Jake held it up to the moonlight.

"Hoover tried to bomb us with culture," Jake said. "He tried to make us envious."

He handed the film to Menzhinsky.

"Set up the projectors in the square. Not holograms. Movie projectors."

"Sir?"

"If they want movies," Jake said, "we'll show them movies. But we won't charge admission. And we won't sell popcorn."

He looked out at his freezing, starving, surviving city.

"We steal their dreams," Jake said. "And we give them away for free."

"This is the new war," Jake declared. "We don't just survive the American Dream. We pirated it."

He raised his glass to the dark west.

"Your move, Hoover."

Washington D.C. The Oval Office.

Hoover stared at the blank screen.

"The signal is gone," the aide said. "The Tower is destroyed. The Ghost feed is cut."

Hoover slammed his fist on the desk.

"And the convoy?"

"Looted, sir. They took everything. Even the ship's cat."

Hoover breathed heavily. His left arm ached where the bullet had hit him years ago.

"He stole my food," Hoover muttered. "He stole my scientist. He stole my movie."

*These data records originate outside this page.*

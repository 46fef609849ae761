//! Streaming deploy: one JSON frame per line, log frames first and a
//! single result frame last.

use std::sync::Arc;

use axum::Json;
use axum::body::{Body, Bytes};
use axum::extract::State;
use axum::http::header;
use axum::response::{IntoResponse, Response};
use futures::{StreamExt, stream};
use optimus_core::OptimusResult;
use optimus_resource::{DeployLog, DeployRequest, LogStatus};
use serde::{Deserialize, Serialize};
use tokio_util::sync::CancellationToken;
use tracing::{info, warn};

use crate::error::{ApiError, ApiErrorBody};
use crate::state::AppState;

const NDJSON: &str = "application/x-ndjson";

#[derive(Debug, Clone, PartialEq, Serialize, Deserialize)]
#[serde(rename_all = "snake_case")]
pub enum DeployFrame {
    LogStatus(LogStatus),
    Result(DeployResult),
}

#[derive(Debug, Clone, PartialEq, Serialize, Deserialize)]
pub struct DeployResult {
    pub success: bool,
    #[serde(default, skip_serializing_if = "Option::is_none")]
    pub error: Option<ApiErrorBody>,
}

impl DeployFrame {
    fn finished(outcome: Result<(), ApiError>) -> Self {
        let error = outcome.err().map(|err| ApiErrorBody {
            code: err.code().to_string(),
            message: err.message().to_string(),
        });
        Self::Result(DeployResult {
            success: error.is_none(),
            error,
        })
    }
}

pub(super) async fn deploy(
    State(state): State<Arc<AppState>>,
    Json(requests): Json<Vec<DeployRequest>>,
) -> Response {
    info!(requests = requests.len(), "deploy stream started");
    let (log, rx) = DeployLog::new();

    // Fires on the deadline, or when the client goes away.
    let cancel = CancellationToken::new();
    let timer = tokio::spawn({
        let cancel = cancel.clone();
        let timeout = state.deploy_timeout;
        async move {
            tokio::select! {
                _ = tokio::time::sleep(timeout) => cancel.cancel(),
                _ = cancel.cancelled() => {}
            }
        }
    });

    let run = tokio::spawn({
        let cancel = cancel.clone();
        async move {
            let outcome: OptimusResult<()> = state
                .resources
                .deploy(stream::iter(requests), &log, &cancel)
                .await;
            timer.abort();
            outcome
        }
    });

    let guard = cancel.drop_guard();
    let frames = stream::unfold(rx, |mut rx| async move {
        rx.recv().await.map(|status| (DeployFrame::LogStatus(status), rx))
    });
    let result = stream::once(async move {
        let _guard = guard;
        let outcome = match run.await {
            Ok(outcome) => outcome.map_err(ApiError::from),
            Err(err) => {
                warn!(error = %err, "deploy task ended abnormally");
                Err(ApiError::internal(format!("deploy task failed: {err}")))
            }
        };
        DeployFrame::finished(outcome)
    });

    let body = frames.chain(result).map(|frame| encode(&frame));
    ([(header::CONTENT_TYPE, NDJSON)], Body::from_stream(body)).into_response()
}

fn encode(frame: &DeployFrame) -> Result<Bytes, serde_json::Error> {
    let mut line = serde_json::to_vec(frame)?;
    line.push(b'\n');
    Ok(Bytes::from(line))
}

He stood up and walked to the window.

"He thinks he can just take what he wants?"

"Sir, intelligence reports say the Soviet grid is down. They are vulnerable."

"No," Hoover said. "Stalin isn't vulnerable. He's shedding his skin."

Hoover turned back to the room. His eyes were cold.

"Get me the dossier on Project Hades," Hoover said.

"Sir? That's biological. It's banned."

"Stalin stole the 'soft power'," Hoover said. "So now we go back to the hard stuff."

He picked up a pen.

"He wants to drill the Arctic? Let him."

Hoover signed the paper.

"We're going to release the Kraken."

"The... Kraken, sir?"

"The autonomous submarine drones," Hoover said. "The ones that hunt by sound. If he puts a drill in the water, I want those drones to tear it apart."

He threw the pen down.

"The Cold War is over," Hoover said. "Welcome to the Ice War."